For most authors, launching a new book is probably more a nerve-wracking experience than a celebratory occasion. Below, Frank Portman --- author of KING DORK --- shares how he conquered his case of release-date angst for his latest novel, ANDROMEDA KLEIN.
The most common advice you hear from writers about book release dates is a warning that the date itself can be a somber, deflating, anti-climactic day of mourning.
Sure, some books cause rioting in the streets and start wars and get in the paper and such, but most aren't so lucky: the date comes and goes, you get a note from your mom, your Amazon ranking remains on a par with someone's self-published book about how to sing to your dog, and you do a reading at a Barnes & Noble in a mall miles away from viable human settlements with an audience so small it couldn't riot its way out of a paper bag. You look at the rows of empty folding chairs and file the image in your head so it can be retrieved the next time you're in front of a mirror and used as supporting evidence when you tell your reflection: wow, you really suck.

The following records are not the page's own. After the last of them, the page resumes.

fn main() -> anyhow::Result<()> {
    let cli = Cli::parse();
    init_logging(cli.verbose);

    let data = cli.data.as_deref();
    let config_path = cli.config.as_deref();

    match cli.command {
        Commands::Dashboard { filters, format } => {
            let (_, dataset) = load_session(data, config_path)?;
            let view = apply_filters(&dataset, filters);
            let dashboard = report::build_dashboard(&view);
            match format {
                OutputFormat::Text => print!("{}", report::render_dashboard_text(&dashboard)),
                OutputFormat::Json => println!("{}", report::render_json(&dashboard)),
            }
        }
        Commands::Insights { filters, format } => {
            let (_, dataset) = load_session(data, config_path)?;
            let view = apply_filters(&dataset, filters);
            let insights = report::build_insights(&view);
            match format {
                OutputFormat::Text => print!("{}", report::render_insights_text(&insights)),
                OutputFormat::Json => println!("{}", report::render_json(&insights)),
            }
        }
        Commands::Data {
            filters,
            format,
            output,
        } => {
            let (config, dataset) = load_session(data, config_path)?;
            let view = apply_filters(&dataset, filters);
            let rendered = match export_format(format, output.as_deref()) {
                DataFormat::Text => {
                    report::render_data_text(&report::build_data(&view, &config.risk))
                }
                DataFormat::Json => format!(
                    "{}\n",
                    report::render_json(&report::build_data(&view, &config.risk))
                ),
                DataFormat::Csv => {
                    if view.is_empty() {
                        eprintln!("{}", NO_DATA_WARNING);
                    }
                    dataset::to_csv_string(&view.records)?
                }
            };

            match output {
                Some(path) => {
                    write_atomic(&path, &rendered)?;
                    eprintln!("Exported {} rows to {}", view.len(), path.display());
                }
                None => print!("{}", rendered),
            }
        }
        Commands::Risk {
            filters,
            top,
            format,
        } => {
            let (config, dataset) = load_session(data, config_path)?;
            let view = apply_filters(&dataset, filters);
            let ranking = report::build_risk_ranking(&view, &config.risk, top);
            match format {
                OutputFormat::Text => print!("{}", report::render_risk_text(&ranking)),
                OutputFormat::Json => println!("{}", report::render_json(&ranking)),
            }
        }
        Commands::Predict {
            profile,
            neighbors,
            format,
        } => {
            let profile = profile.require_profile()?;
            let (config, dataset) = load_session(data, config_path)?;
            let prediction = run_prediction(&config, &dataset, &profile, neighbors)?;
            match format {
                OutputFormat::Text => print!("{}", report::render_prediction_text(&prediction)),
                OutputFormat::Json => println!("{}", report::render_json(&prediction)),
            }
        }
        Commands::Recommend {
            filters,
            profile,
            format,
        } => {
            let profile = profile.to_profile()?;
            let (config, dataset) = load_session(data, config_path)?;
            let view = apply_filters(&dataset, filters);
            let prediction = profile
                .map(|p| run_prediction(&config, &dataset, &p, None))
                .transpose()?;

            // An empty cohort still gets advice when a personal profile was given
            let summary = summarize(&view.records);
            let recommendation = advisor::prompt_for(summary.as_ref(), prediction.as_ref())
                .map(|prompt| run_recommendation(&config, &prompt));

            let page = report::build_recommendation_report(&view, recommendation);
            match format {
                OutputFormat::Text => {
                    print!("{}", report::render_recommendation_report_text(&page))
                }
                OutputFormat::Json => println!("{}", report::render_json(&page)),
            }
        }
        Commands::Report {
            filters,
            output,
            recommend,
        } => {
            let (config, dataset) = load_session(data, config_path)?;
            let view = apply_filters(&dataset, filters);

            let mut recommendation = None;
            if recommend {
                if let Some(summary) = summarize(&view.records) {
                    let prompt = advisor::build_prompt(&summary, None);
                    recommendation = Some(run_recommendation(&config, &prompt));
                }
            }

            let html = render_html_report(&view, &config.risk, recommendation.as_ref());
            write_atomic(&output, &html)?;
            eprintln!("HTML report written to: {}", output.display());
        }
        Commands::Config { action } => match action {
            ConfigAction::Validate { path } => {
                let project_root = std::env::current_dir()?;
                let explicit = path.as_deref().or(config_path);
                let resolved = config::load_and_resolve(&project_root, explicit);

                match resolved {
                    Ok(config) => {
                        if let Some(ref p) = config.config_path {
                            println!("Config valid: {}", p.display());
                        } else {
                            println!("No config file found. Using defaults.");
                        }
                    }
                    Err(e) => {
                        eprintln!("Config validation failed: {:#}", e);
                        std::process::exit(1);
                    }
                }
            }
            ConfigAction::Show { path } => {
                let project_root = std::env::current_dir()?;
                let explicit = path.as_deref().or(config_path);
                let resolved = config::load_and_resolve(&project_root, explicit)
                    .context("failed to load configuration")?;
                print_config(&resolved, data);
            }
        },
    }

    Ok(())
}

/// Install the stderr log subscriber; `-v` flags win over RUST_LOG
fn init_logging(verbose: u8) {
    let filter = match verbose {
        0 => EnvFilter::try_from_default_env().unwrap_or_else(|_| EnvFilter::new("warn")),
        1 => EnvFilter::new("info"),
        _ => EnvFilter::new("debug"),
    };

    tracing_subscriber::fmt()
        .with_env_filter(filter)
        .with_target(false)
        .with_writer(std::io::stderr)
        .init();
}

/// Resolve configuration and load the dataset it points at
fn load_session(
    data: Option<&Path>,
    config_path: Option<&Path>,
) -> anyhow::Result<(ResolvedConfig, Dataset)> {
    let project_root = std::env::current_dir()?;
    let config = config::load_and_resolve(&project_root, config_path)
        .context("failed to load configuration")?;

    if let Some(ref p) = config.config_path {
        eprintln!("Using config: {}", p.display());
    }

    // CLI flag overrides config file value
    let data_path = data
        .map(Path::to_path_buf)
        .unwrap_or_else(|| config.data_path.clone());
    if !data_path.exists() {
        anyhow::bail!("Dataset does not exist: {}", data_path.display());
    }

    let dataset = Dataset::load(&data_path)?;
    tracing::info!(records = dataset.len(), "dataset ready");
    Ok((config, dataset))
}

fn apply_filters(dataset: &Dataset, filters: FilterArgs) -> FilteredView {
    let criteria = FilterOverrides::from(filters).resolve(dataset.bounds().as_ref());
    FilteredView::new(dataset, criteria)
}

fn run_prediction(
    config: &ResolvedConfig,
    dataset: &Dataset,
    profile: &Profile,
    neighbors: Option<usize>,
) -> anyhow::Result<Prediction> {
    let settings = PredictorSettings {
        neighbors: neighbors.unwrap_or(config.predictor.neighbors),
        ..config.predictor
    };
    predict(profile, dataset.records(), &settings, &config.risk).context("prediction failed")
}

fn run_recommendation(config: &ResolvedConfig, prompt: &str) -> Recommendation {
    let generator = HttpTextGenerator::from_env(config.llm.clone());

    let spinner = ProgressBar::new_spinner();
    if let Ok(style) = ProgressStyle::default_spinner().template("{spinner} {msg}") {
        spinner.set_style(style);
    }
    spinner.set_message("Generating recommendations...");
    spinner.enable_steady_tick(Duration::from_millis(100));

    let recommendation = advisor::recommend(&generator, prompt);
    spinner.finish_and_clear();
    recommendation
}
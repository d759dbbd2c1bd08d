//! Multi-predicate row filter
//!
//! Eight independent constraints, combined with logical AND:
//! gender (equality or `All`), fast-food meals, age, BMI, digestive issues
//! (set membership), energy score, activity hours and sleep hours (inclusive
//! ranges).
//!
//! Global invariants enforced:
//! - Filtering preserves original row order
//! - Filtering is idempotent
//! - Widening any single range never shrinks the result
//! - An empty range or empty digestive set matches nothing

use crate::dataset::{Dataset, DatasetBounds, HealthRecord, DIGESTIVE_OPTIONS};
use serde::{Deserialize, Serialize};
use std::collections::BTreeSet;
use std::fmt;

/// Inclusive `[min, max]` range; empty when `min > max`
#[derive(Debug, Clone, Copy, PartialEq, Serialize, Deserialize)]
pub struct Bounds<T> {
    pub min: T,
    pub max: T,
}

impl<T: PartialOrd + Copy> Bounds<T> {
    pub fn new(min: T, max: T) -> Self {
        Bounds { min, max }
    }

    pub fn contains(&self, value: T) -> bool {
        self.min <= value && value <= self.max
    }

    pub fn is_empty(&self) -> bool {
        // NaN bounds count as empty
        matches!(
            self.min.partial_cmp(&self.max),
            None | Some(std::cmp::Ordering::Greater)
        )
    }
}

impl<T: fmt::Display> fmt::Display for Bounds<T> {
    fn fmt(&self, f: &mut fmt::Formatter<'_>) -> fmt::Result {
        write!(f, "{}–{}", self.min, self.max)
    }
}

/// Gender constraint
#[derive(Debug, Clone, PartialEq, Eq, Serialize, Deserialize)]
#[serde(rename_all = "snake_case")]
pub enum GenderFilter {
    All,
    Only(String),
}

impl GenderFilter {
    /// `"All"` (any case) is the wildcard; anything else is an exact match
    pub fn parse(value: &str) -> Self {
        if value.eq_ignore_ascii_case("all") {
            GenderFilter::All
        } else {
            GenderFilter::Only(value.to_string())
        }
    }

    pub fn matches(&self, gender: &str) -> bool {
        match self {
            GenderFilter::All => true,
            GenderFilter::Only(wanted) => wanted == gender,
        }
    }

    pub fn label(&self) -> &str {
        match self {
            GenderFilter::All => "All",
            GenderFilter::Only(g) => g,
        }
    }
}

/// Complete constraint set applied to the dataset
#[derive(Debug, Clone, PartialEq, Serialize, Deserialize)]
pub struct FilterCriteria {
    pub gender: GenderFilter,
    pub fast_food: Bounds<i64>,
    pub age: Bounds<i64>,
    pub bmi: Bounds<f64>,
    pub digestive: BTreeSet<String>,
    pub energy: Bounds<i64>,
    pub activity: Bounds<f64>,
    pub sleep: Bounds<f64>,
}

impl FilterCriteria {
    /// Criteria spanning the full data range (every row matches)
    pub fn unrestricted(bounds: &DatasetBounds) -> Self {
        FilterCriteria {
            gender: GenderFilter::All,
            fast_food: bounds.fast_food,
            age: bounds.age,
            bmi: bounds.bmi,
            digestive: default_digestive_set(),
            energy: bounds.energy,
            activity: bounds.activity,
            sleep: bounds.sleep,
        }
    }

    /// Criteria that accept any value (used when no bounds are known)
    pub fn open() -> Self {
        FilterCriteria {
            gender: GenderFilter::All,
            fast_food: Bounds::new(i64::MIN, i64::MAX),
            age: Bounds::new(i64::MIN, i64::MAX),
            bmi: Bounds::new(f64::NEG_INFINITY, f64::INFINITY),
            digestive: default_digestive_set(),
            energy: Bounds::new(i64::MIN, i64::MAX),
            activity: Bounds::new(f64::NEG_INFINITY, f64::INFINITY),
            sleep: Bounds::new(f64::NEG_INFINITY, f64::INFINITY),
        }
    }

    /// Check a single record against all eight constraints
    pub fn matches(&self, r: &HealthRecord) -> bool {
        self.gender.matches(&r.gender)
            && self.fast_food.contains(r.fast_food_meals_per_week)
            && self.age.contains(r.age)
            && self.bmi.contains(r.bmi)
            && self.digestive.contains(&r.digestive_issues)
            && self.energy.contains(r.energy_level_score)
            && self.activity.contains(r.physical_activity_hours_per_week)
            && self.sleep.contains(r.sleep_hours_per_day)
    }

    /// Indices of matching records, ascending
    pub fn select(&self, records: &[HealthRecord]) -> Vec<usize> {
        records
            .iter()
            .enumerate()
            .filter(|(_, r)| self.matches(r))
            .map(|(i, _)| i)
            .collect()
    }

    /// Matching records, in original order
    pub fn apply(&self, records: &[HealthRecord]) -> Vec<HealthRecord> {
        records
            .iter()
            .filter(|r| self.matches(r))
            .cloned()
            .collect()
    }

    /// One-line summary of the active filters
    pub fn describe(&self) -> String {
        format!(
            "Gender: {} | Age: {} | BMI: {} | Fast Food: {} | Digestive Issues: {}",
            self.gender.label(),
            self.age,
            self.bmi,
            self.fast_food,
            describe_digestive(&self.digestive),
        )
    }
}

fn default_digestive_set() -> BTreeSet<String> {
    DIGESTIVE_OPTIONS.iter().map(|s| s.to_string()).collect()
}

/// List the digestive selection with known options first, in their canonical order
fn describe_digestive(selected: &BTreeSet<String>) -> String {
    if selected.is_empty() {
        return "none".to_string();
    }
    let mut labels: Vec<&str> = DIGESTIVE_OPTIONS
        .iter()
        .copied()
        .filter(|opt| selected.contains(*opt))
        .collect();
    labels.extend(
        selected
            .iter()
            .map(String::as_str)
            .filter(|s| !DIGESTIVE_OPTIONS.contains(s)),
    );
    labels.join(", ")
}

/// Partially specified criteria; missing bounds fall back to the data range
#[derive(Debug, Clone, Default)]
pub struct FilterOverrides {
    pub gender: Option<String>,
    pub fast_food_min: Option<i64>,
    pub fast_food_max: Option<i64>,
    pub age_min: Option<i64>,
    pub age_max: Option<i64>,
    pub bmi_min: Option<f64>,
    pub bmi_max: Option<f64>,
    pub digestive: Option<Vec<String>>,
    pub energy_min: Option<i64>,
    pub energy_max: Option<i64>,
    pub activity_min: Option<f64>,
    pub activity_max: Option<f64>,
    pub sleep_min: Option<f64>,
    pub sleep_max: Option<f64>,
}

impl FilterOverrides {
    /// Merge overrides onto the dataset's unrestricted criteria
    pub fn resolve(&self, bounds: Option<&DatasetBounds>) -> FilterCriteria {
        let base = bounds
            .map(FilterCriteria::unrestricted)
            .unwrap_or_else(FilterCriteria::open);

        FilterCriteria {
            gender: self
                .gender
                .as_deref()
                .map(GenderFilter::parse)
                .unwrap_or(base.gender),
            fast_food: Bounds::new(
                self.fast_food_min.unwrap_or(base.fast_food.min),
                self.fast_food_max.unwrap_or(base.fast_food.max),
            ),
            age: Bounds::new(
                self.age_min.unwrap_or(base.age.min),
                self.age_max.unwrap_or(base.age.max),
            ),
            bmi: Bounds::new(
                self.bmi_min.unwrap_or(base.bmi.min),
                self.bmi_max.unwrap_or(base.bmi.max),
            ),
            digestive: self
                .digestive
                .as_ref()
                .map(|values| values.iter().cloned().collect())
                .unwrap_or(base.digestive),
            energy: Bounds::new(
                self.energy_min.unwrap_or(base.energy.min),
                self.energy_max.unwrap_or(base.energy.max),
            ),
            activity: Bounds::new(
                self.activity_min.unwrap_or(base.activity.min),
                self.activity_max.unwrap_or(base.activity.max),
            ),
            sleep: Bounds::new(
                self.sleep_min.unwrap_or(base.sleep.min),
                self.sleep_max.unwrap_or(base.sleep.max),
            ),
        }
    }
}

/// Filtered view over a dataset: criteria, matching indices and rows
#[derive(Debug, Clone)]
pub struct FilteredView {
    pub criteria: FilterCriteria,
    /// Original row index of each filtered record
    pub indices: Vec<usize>,
    pub records: Vec<HealthRecord>,
    /// Row count of the unfiltered dataset
    pub total: usize,
}

impl FilteredView {
    pub fn new(dataset: &Dataset, criteria: FilterCriteria) -> Self {
        let indices = criteria.select(dataset.records());
        let records = indices
            .iter()
            .map(|&i| dataset.records()[i].clone())
            .collect();

        tracing::debug!(
            matched = indices.len(),
            total = dataset.len(),
            "filters applied"
        );
        FilteredView {
            criteria,
            indices,
            records,
            total: dataset.len(),
        }
    }

    pub fn len(&self) -> usize {
        self.records.len()
    }

    pub fn is_empty(&self) -> bool {
        self.records.is_empty()
    }
}
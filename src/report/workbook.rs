use anyhow::{Context, Result};
use calamine::{Data, Range, Reader, open_workbook_auto};
use rust_xlsxwriter::{Format, Workbook as XlsxWorkbook};
use std::path::{Path, PathBuf};
use tracing::info;

use crate::report::cell::{Cell, CellValue};
use crate::report::layout::{ColumnKind, ColumnLayout};
use crate::utils::helpers::index_to_col_name;

/// Data rows of an exported ranking report.
#[derive(Debug, Clone)]
pub struct Report {
    pub path: PathBuf,
    pub sheet_name: String,
    /// Sheet row number (1-based) of `rows[0]`.
    pub first_row: usize,
    pub rows: Vec<Vec<Cell>>,
}

impl Report {
    pub fn width(&self) -> usize {
        self.rows.iter().map(Vec::len).max().unwrap_or(0)
    }

    /// A1 notation of the block that was read, for logging.
    pub fn source_range(&self) -> String {
        let last_row = self.first_row + self.rows.len().saturating_sub(1);
        format!(
            "A{}:{}{}",
            self.first_row,
            index_to_col_name(self.width().max(1)),
            last_row
        )
    }
}

/// Reads rows `first_row..=last used row` of the first worksheet, from column
/// A to the last used column.
pub fn read_report<P: AsRef<Path>>(path: P, first_row: usize) -> Result<Report> {
    let path = path.as_ref();

    let mut workbook = open_workbook_auto(path)
        .with_context(|| format!("Unable to parse Excel file: {}", path.display()))?;

    let sheet_name = workbook
        .sheet_names()
        .first()
        .cloned()
        .context("No worksheets found in file")?;

    let range = workbook
        .worksheet_range(&sheet_name)
        .with_context(|| format!("Unable to read worksheet: {}", sheet_name))?;

    let report = Report {
        path: path.to_path_buf(),
        sheet_name,
        first_row: first_row.max(1),
        rows: rows_from_range(&range, first_row.max(1)),
    };

    info!(
        file = %path.display(),
        sheet = %report.sheet_name,
        range = %report.source_range(),
        rows = report.rows.len(),
        "report loaded"
    );

    Ok(report)
}

fn rows_from_range(range: &Range<Data>, first_row: usize) -> Vec<Vec<Cell>> {
    let (Some(start), Some(end)) = (range.start(), range.end()) else {
        return Vec::new();
    };

    // calamine ranges begin at the first used cell, not at A1
    let last_row = end.0 as usize + 1;
    let width = end.1 as usize + 1;

    if first_row > last_row {
        return Vec::new();
    }

    // Pad every row to the full width so offsets line up with columns
    let mut rows = vec![vec![Cell::empty(); width]; last_row + 1 - first_row];

    for (row_idx, col_idx, data) in range.used_cells() {
        let sheet_row = start.0 as usize + row_idx + 1;
        if sheet_row < first_row {
            continue;
        }

        // Back to absolute sheet coordinates
        let col = start.1 as usize + col_idx;
        rows[sheet_row - first_row][col] = cell_from_data(data);
    }

    rows
}

fn cell_from_data(data: &Data) -> Cell {
    match data {
        Data::Empty => Cell::empty(),
        Data::String(s) => Cell::text(s.clone()),
        Data::Float(f) => Cell::number(*f),
        Data::Int(i) => Cell::number(*i as f64),
        Data::Bool(b) => Cell::boolean(*b),
        Data::Error(e) => Cell::text(format!("Error: {:?}", e)),
        Data::DateTime(dt) => Cell::date(dt.to_string(), Some(dt.as_f64())),
        Data::DateTimeIso(s) => Cell::date(s.clone(), None),
        Data::DurationIso(s) => Cell::text(s.clone()),
    }
}

/// Writes cleaned rows to a new workbook, formatting numeric cells by the
/// kind of their column.
pub fn write_xlsx(
    rows: &[Vec<CellValue>],
    layout: &ColumnLayout,
    sheet_name: &str,
    path: &Path,
) -> Result<()> {
    let mut workbook = XlsxWorkbook::new();

    // Number formats per column kind
    let currency_format = Format::new().set_num_format("\"R$\"#,##0.00");
    let percent_format = Format::new().set_num_format("0.00%");
    let number_format = Format::new().set_num_format("#,##0.00");

    let worksheet = workbook.add_worksheet().set_name(sheet_name)?;

    // Set column widths
    let width = rows.iter().map(Vec::len).max().unwrap_or(0);
    for col in 0..width {
        worksheet.set_column_width(col as u16, 15)?;
    }

    // Write cells
    for (row_idx, row) in rows.iter().enumerate() {
        for (col_idx, value) in row.iter().enumerate() {
            let (row_idx, col) = (row_idx as u32, col_idx as u16);

            match value {
                CellValue::Empty => {}
                CellValue::Text(text) => {
                    worksheet.write_string(row_idx, col, text)?;
                }
                CellValue::Number(number) => match layout.kind_of(col_idx) {
                    ColumnKind::Currency => {
                        worksheet.write_number_with_format(
                            row_idx,
                            col,
                            *number,
                            &currency_format,
                        )?;
                    }
                    ColumnKind::Percent => {
                        worksheet.write_number_with_format(
                            row_idx,
                            col,
                            *number,
                            &percent_format,
                        )?;
                    }
                    ColumnKind::Number => {
                        worksheet.write_number_with_format(
                            row_idx,
                            col,
                            *number,
                            &number_format,
                        )?;
                    }
                    ColumnKind::Plain => {
                        worksheet.write_number(row_idx, col, *number)?;
                    }
                },
            }
        }
    }

    workbook
        .save(path)
        .with_context(|| format!("Failed to write workbook: {}", path.display()))?;

    info!(file = %path.display(), rows = rows.len(), "cleaned workbook written");

    Ok(())
}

So for the ANDROMEDA KLEIN release date, I was determined to distract myself and make it all okay, and the way I chose to do that was: stay away from mirrors. Also, to set up a crazy, complicated party involving a hodgepodge of unrelated people and a difficult-to-execute schedule in a small, claustrophobic space. And, throw it all together at the last second so that it has no chance of being covered by local press or listed anywhere, making it extremely unlikely that anyone will go, or even know enough about it to make an informed decision not to go as usual. The result was big ball of anxiety and panic that drove all thoughts of the feared release date let-down right out of my head.
And it turned out great. I'd recommend this approach to anyone who has an impending release of anything. It was a night of weird, beautiful, and perhaps slightly awkward, chaos, a real "happening."
We did it at Cato’s Ale House, where I hang out and wrote most of my two books. My friend Beth Lisick was the emcee. ANDROMEDA KLEIN is a portrait of a teenage occultist, so there was a magic/occult theme to the shindig (if shindig is the word I want). We handed out tarot cards as raffle tickets, and Becky Walsh the Stand-up Psychic chose one (The Moon) and quickly "read" the winner.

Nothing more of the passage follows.